A Data Product is not a one-time output, but a solution that evolves constantly. For that reason, the evolution stage at the end of the Data Product Cycle opens the door to a new diagnosis stage that starts the next cycle. Because you always want a better product that is synced with change in your business, the process must be cyclical.
In a nutshell, the Data Product Cycle is the playbook to build impactful Data Products that create value. The intuition is distilled in this animation:
What Data Science is NOT!
For some time, everyone with the title “Data Scientist” argued that what they do – and only what they do – can be called Data Science. So, for a while, there were almost as many definitions as there were Data Scientists.

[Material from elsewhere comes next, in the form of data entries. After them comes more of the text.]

//! Blockfall (workspace facade crate).
//!
//! Re-exports the member crates under one name: `blockfall::{core,engine,types}`.
//! The implementation lives in dedicated crates under `crates/`.

pub use blockfall_core as core;
pub use blockfall_engine as engine;
pub use blockfall_types as types;
//! Core error type.
//!
//! Blocked moves, rotations and spawns are ordinary gameplay results and never
//! show up here. These variants are contract violations by the caller.

use thiserror::Error;

#[derive(Debug, Clone, Copy, PartialEq, Eq, Error)]
pub enum CoreError {
    #[error("cell ({x}, {y}) is outside the board")]
    OutOfBounds { x: i32, y: i32 },

    #[error("board size {width}x{height} is not supported")]
    InvalidDimensions { width: u8, height: u8 },
}

pub type Result<T> = std::result::Result<T, CoreError>;
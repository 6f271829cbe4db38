use crate::types::{BOARD_HEIGHT, BOARD_WIDTH};

/// Rules setup for one game
#[derive(Debug, Clone, Copy, PartialEq, Eq)]
pub struct GameConfig {
    pub board_width: u8,
    pub board_height: u8,
    /// Piece order seed; `None` seeds from the system clock.
    pub seed: Option<u32>,
}

impl Default for GameConfig {
    fn default() -> Self {
        Self {
            board_width: BOARD_WIDTH,
            board_height: BOARD_HEIGHT,
            seed: None,
        }
    }
}

impl GameConfig {
    pub fn with_seed(seed: u32) -> Self {
        Self {
            seed: Some(seed),
            ..Self::default()
        }
    }
}
//! Time sources for driving gravity.

use std::sync::atomic::{AtomicU64, Ordering};
use std::sync::Arc;
use std::time::Instant;

/// Milliseconds since some fixed starting point.
pub trait Clock {
    fn now_ms(&self) -> u64;
}

/// Monotonic wall clock, zero at creation
#[derive(Debug, Clone, Copy)]
pub struct SystemClock {
    start: Instant,
}

impl SystemClock {
    pub fn new() -> Self {
        Self {
            start: Instant::now(),
        }
    }
}

impl Default for SystemClock {
    fn default() -> Self {
        Self::new()
    }
}

impl Clock for SystemClock {
    fn now_ms(&self) -> u64 {
        self.start.elapsed().as_millis() as u64
    }
}

/// Clock that only moves when told to. Clones share the same reading.
#[derive(Debug, Clone, Default)]
pub struct ManualClock {
    now: Arc<AtomicU64>,
}

impl ManualClock {
    pub fn new(start_ms: u64) -> Self {
        Self {
            now: Arc::new(AtomicU64::new(start_ms)),
        }
    }

    pub fn advance(&self, ms: u64) {
        self.now.fetch_add(ms, Ordering::SeqCst);
    }

    pub fn set(&self, ms: u64) {
        self.now.store(ms, Ordering::SeqCst);
    }
}

impl Clock for ManualClock {
    fn now_ms(&self) -> u64 {
        self.now.load(Ordering::SeqCst)
    }
}
//! Scoring module - line clear points and level progression
//!
//! - Line clear points use a fixed non-linear table multiplied by the level.
//! - Level is always derived from cumulative lines, never incremented.
//! - Gravity interval is derived from level and floored.

use serde::{Deserialize, Serialize};

use crate::board::Board;
use crate::types::{
    BASE_DROP_MS, DROP_INTERVAL_FLOOR_MS, DROP_INTERVAL_STEP_MS, HARD_DROP_POINTS_PER_ROW,
    LINES_PER_LEVEL, LINE_SCORES,
};

/// Calculate line clear score
/// lines: number of lines cleared at once (0-4)
/// level: current level (1-based)
pub fn calculate_line_score(lines: usize, level: u32) -> u32 {
    LINE_SCORES
        .get(lines)
        .map_or(0, |base| base.saturating_mul(level))
}

/// Level for a cumulative line count (starts at 1, +1 every 10 lines)
pub fn calculate_level(total_lines: u32) -> u32 {
    total_lines / LINES_PER_LEVEL + 1
}

/// Gravity interval for a level, in milliseconds
pub fn get_drop_interval_ms(level: u32) -> u32 {
    let reduction = level.saturating_sub(1).saturating_mul(DROP_INTERVAL_STEP_MS);
    BASE_DROP_MS
        .saturating_sub(reduction)
        .max(DROP_INTERVAL_FLOOR_MS)
}

/// Points for a hard drop that descended `rows` rows
pub fn calculate_drop_score(rows: u32) -> u32 {
    rows.saturating_mul(HARD_DROP_POINTS_PER_ROW)
}

/// Score, lines, level and gravity speed of one game
#[derive(Debug, Clone, Copy, PartialEq, Eq, Hash, Serialize, Deserialize)]
pub struct Progression {
    score: u32,
    lines: u32,
    level: u32,
    drop_interval_ms: u32,
}

impl Progression {
    pub fn new() -> Self {
        Self::from_lines(0, 0)
    }

    /// Progression with the given totals; level and interval are derived.
    pub fn from_lines(score: u32, lines: u32) -> Self {
        let level = calculate_level(lines);
        Self {
            score,
            lines,
            level,
            drop_interval_ms: get_drop_interval_ms(level),
        }
    }

    pub fn score(&self) -> u32 {
        self.score
    }

    pub fn lines(&self) -> u32 {
        self.lines
    }

    pub fn level(&self) -> u32 {
        self.level
    }

    pub fn drop_interval_ms(&self) -> u32 {
        self.drop_interval_ms
    }

    /// Add points that do not come from clearing lines (drop bonus).
    pub fn add_points(&mut self, points: u32) {
        self.score = self.score.saturating_add(points);
    }

    /// Record `cleared` lines removed at once and return the points awarded.
    ///
    /// Points use the level in effect before the clear.
    pub fn record_clear(&mut self, cleared: usize) -> u32 {
        if cleared == 0 {
            return 0;
        }

        let points = calculate_line_score(cleared, self.level);
        self.lines = self.lines.saturating_add(cleared as u32);
        self.score = self.score.saturating_add(points);
        self.level = calculate_level(self.lines);
        self.drop_interval_ms = get_drop_interval_ms(self.level);
        points
    }
}

impl Default for Progression {
    fn default() -> Self {
        Self::new()
    }
}

/// Clear full rows and fold the result into the progression.
/// Returns the number of rows cleared.
pub fn apply_clear(board: &mut Board, progression: &mut Progression) -> usize {
    let cleared = board.clear_full_rows();
    progression.record_clear(cleared);
    cleared
}
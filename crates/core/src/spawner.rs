//! Piece spawner - owns the piece source and the committed next piece
//!
//! The preview shown to the player and the piece that eventually spawns are
//! the same value: the next piece is drawn once and only replaced when it is
//! handed out.

use crate::pieces::{spawn_shape, Shape};
use crate::rng::PieceSource;

#[derive(Debug)]
pub struct Spawner {
    source: Box<dyn PieceSource>,
    next: Shape,
}

impl Spawner {
    pub fn new(mut source: Box<dyn PieceSource>) -> Self {
        let next = spawn_shape(source.next_kind());
        Self { source, next }
    }

    /// Fresh shape straight from the source, bypassing the queue.
    pub fn draw(&mut self) -> Shape {
        spawn_shape(self.source.next_kind())
    }

    /// Hand out the queued piece and queue a fresh one.
    pub fn next(&mut self) -> Shape {
        let fresh = self.draw();
        std::mem::replace(&mut self.next, fresh)
    }

    /// The queued piece (preview)
    pub fn peek(&self) -> &Shape {
        &self.next
    }

    /// Redraw the queued piece (used when a game starts over).
    pub fn reset(&mut self) {
        self.next = self.draw();
    }
}

/// Spawn origin: horizontally centred, top-aligned.
///
/// `x = floor(board_width / 2) - floor(shape_width / 2)`, `y = 0`.
pub fn spawn_origin(shape: &Shape, board_width: u8) -> (i32, i32) {
    let x = (board_width / 2) as i32 - (shape.width() / 2) as i32;
    (x, 0)
}
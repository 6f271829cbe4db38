//! JSON-lines event log.
//!
//! One object per line: the clock reading plus the event fields, e.g.
//! `{"tMs":1200,"type":"locked","linesCleared":1,"points":40,"score":76,"lines":1}`.

use std::fs::{File, OpenOptions};
use std::io::{BufWriter, Write};
use std::path::{Path, PathBuf};

use anyhow::{Context, Result};
use serde::Serialize;

use blockfall_core::GameEvent;

#[derive(Debug, Serialize)]
#[serde(rename_all = "camelCase")]
struct LogRecord<'a> {
    t_ms: u64,
    #[serde(flatten)]
    event: &'a GameEvent,
}

#[derive(Debug)]
pub struct EventLog {
    path: PathBuf,
    out: BufWriter<File>,
    buf: Vec<u8>,
}

impl EventLog {
    /// Open `path` for appending, creating it if needed.
    pub fn open(path: impl AsRef<Path>) -> Result<Self> {
        let path = path.as_ref().to_path_buf();
        let file = OpenOptions::new()
            .create(true)
            .append(true)
            .open(&path)
            .with_context(|| format!("opening event log {}", path.display()))?;

        Ok(Self {
            path,
            out: BufWriter::new(file),
            buf: Vec::with_capacity(256),
        })
    }

    pub fn write(&mut self, t_ms: u64, event: &GameEvent) -> Result<()> {
        self.buf.clear();
        serde_json::to_writer(&mut self.buf, &LogRecord { t_ms, event })
            .context("encoding event")?;
        self.buf.push(b'\n');
        self.out
            .write_all(&self.buf)
            .with_context(|| format!("writing event log {}", self.path.display()))
    }

    pub fn flush(&mut self) -> Result<()> {
        self.out
            .flush()
            .with_context(|| format!("flushing event log {}", self.path.display()))
    }
}
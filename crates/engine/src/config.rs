//! Session configuration from environment variables
//!
//! - `BLOCKFALL_SEED`: piece order seed (u32); unset seeds from the clock
//! - `BLOCKFALL_BOARD_WIDTH` / `BLOCKFALL_BOARD_HEIGHT`: board size (default 10x20)
//! - `BLOCKFALL_LOG_PATH`: append JSON-lines game events to this file

use std::env;
use std::path::PathBuf;
use std::str::FromStr;

use blockfall_core::GameConfig;

#[derive(Debug, Clone, Default, PartialEq, Eq)]
pub struct SessionConfig {
    pub game: GameConfig,
    pub log_path: Option<PathBuf>,
}

impl SessionConfig {
    pub fn from_env() -> Self {
        Self::from_lookup(|key| env::var(key).ok())
    }

    /// Same as [`SessionConfig::from_env`] with a custom variable lookup.
    pub fn from_lookup(lookup: impl Fn(&str) -> Option<String>) -> Self {
        let defaults = GameConfig::default();

        let game = GameConfig {
            board_width: parse_var(&lookup, "BLOCKFALL_BOARD_WIDTH")
                .unwrap_or(defaults.board_width),
            board_height: parse_var(&lookup, "BLOCKFALL_BOARD_HEIGHT")
                .unwrap_or(defaults.board_height),
            seed: parse_var(&lookup, "BLOCKFALL_SEED"),
        };

        let log_path = lookup("BLOCKFALL_LOG_PATH")
            .map(|s| s.trim().to_string())
            .and_then(|s| if s.is_empty() { None } else { Some(PathBuf::from(s)) });

        Self { game, log_path }
    }
}

fn parse_var<T: FromStr>(lookup: &impl Fn(&str) -> Option<String>, key: &str) -> Option<T> {
    lookup(key).and_then(|s| s.trim().parse().ok())
}
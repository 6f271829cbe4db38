//! Core game logic module - pure, deterministic, and testable
//!
//! This crate contains all the game rules and state management. It has
//! **no dependencies** on rendering, input devices, or I/O, making it:
//!
//! - **Deterministic**: Same seed (or piece sequence) and same clock readings
//!   produce identical games
//! - **Testable**: Every rule is reachable without a terminal or a timer
//! - **Portable**: Any host can drive it (terminal, GUI, headless server)
//!
//! # Module Structure
//!
//! - [`pieces`]: Tetromino catalog and the clockwise rotation operator
//! - [`board`]: Grid with collision queries, stamping, and line clearing
//! - [`rng`]: Piece sources (uniform i.i.d. or a fixed sequence)
//! - [`spawner`]: Next-piece queue and spawn position
//! - [`piece`]: Active piece controller (move / rotate / drop / lock)
//! - [`scoring`]: Line clear points, level and gravity speed
//! - [`game_state`]: Status machine, intents and gravity ticks
//! - [`snapshot`]: Read-only view for renderers
//!
//! # Game Rules
//!
//! - **Random pieces**: Each piece is drawn uniformly, independent of history
//! - **Plain rotation**: 90° clockwise matrix rotation, no wall kicks
//! - **Immediate lock**: A piece locks the moment it fails to move down
//! - **Scoring**: 40/100/300/1200 × level for 1-4 lines, 2 points per hard-drop row
//! - **Levels**: One level per 10 lines, gravity 1000ms - 50ms per level (min 50ms)
//!
//! # Example
//!
//! ```
//! use blockfall_core::GameState;
//! use blockfall_types::{GameAction, GameStatus};
//!
//! let mut game = GameState::new(12345);
//!
//! game.apply_action(GameAction::MoveRight, 0).unwrap();
//! game.apply_action(GameAction::Rotate, 0).unwrap();
//! game.apply_action(GameAction::HardDrop, 0).unwrap();
//!
//! assert!(game.score() > 0); // Hard drop awards points
//! assert_eq!(game.status(), GameStatus::Running);
//! ```
//!
//! # Timing
//!
//! The core never reads a clock. Hosts pass the current time in milliseconds
//! to [`GameState::tick`](game_state::GameState::tick); gravity steps once
//! more than the level's drop interval has elapsed since the previous step.

pub mod board;
pub mod config;
pub mod error;
pub mod events;
pub mod game_state;
pub mod piece;
pub mod pieces;
pub mod rng;
pub mod scoring;
pub mod snapshot;
pub mod spawner;

pub use blockfall_types as types;

// Re-export commonly used types for convenience
pub use board::Board;
pub use config::GameConfig;
pub use error::{CoreError, Result};
pub use events::GameEvent;
pub use game_state::GameState;
pub use piece::{ActivePiece, LockResult};
pub use pieces::{rotate_cw, shape_at, shapes_count, spawn_shape, Shape};
pub use rng::{PieceSource, SequenceSource, SimpleRng, UniformSource};
pub use scoring::{apply_clear, calculate_drop_score, calculate_line_score, Progression};
pub use snapshot::{ActiveSnapshot, GameSnapshot, ProgressionSnapshot};
pub use spawner::{spawn_origin, Spawner};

Inevitably, that left many misconceptions we should dispel:
Data Science is not just Machine Learning or “Artificial Intelligence” (AI) - Machine learning and AI are some of the tools used in Data Science, but there’s a lot more to Data Science. Just as we would never say that the secret to a Michelin-starred restaurant is the pots and pans it uses, there is no good reason to say that Data Science is the tools it uses.
Data Science is not Analytics - think of Analytics as the sonar in a ship – it warns of immediate conditions and dangers. Think of Data Science as the navigation system in a ship – it uses advanced science to chart the optimal route to your next ports and takes care of logistics. The questions they ask are different. The methods they use are different. The outputs they produce are different.
Data Science is not external to a business - Data Science receives purpose from a business, uses data generated in the business, responds to the business strategy, and evolves with the company and the industry. To be effective, Data Science must take part in any process that powers a business so it can design and build appropriate Data Products that evolve with your business.
Data Science is not a silver bullet - bringing Data Science to a business will not magically solve problems. Data Science creates value when it operates through a blueprint anchored in critical thinking: that’s why the Data Science Shop was created.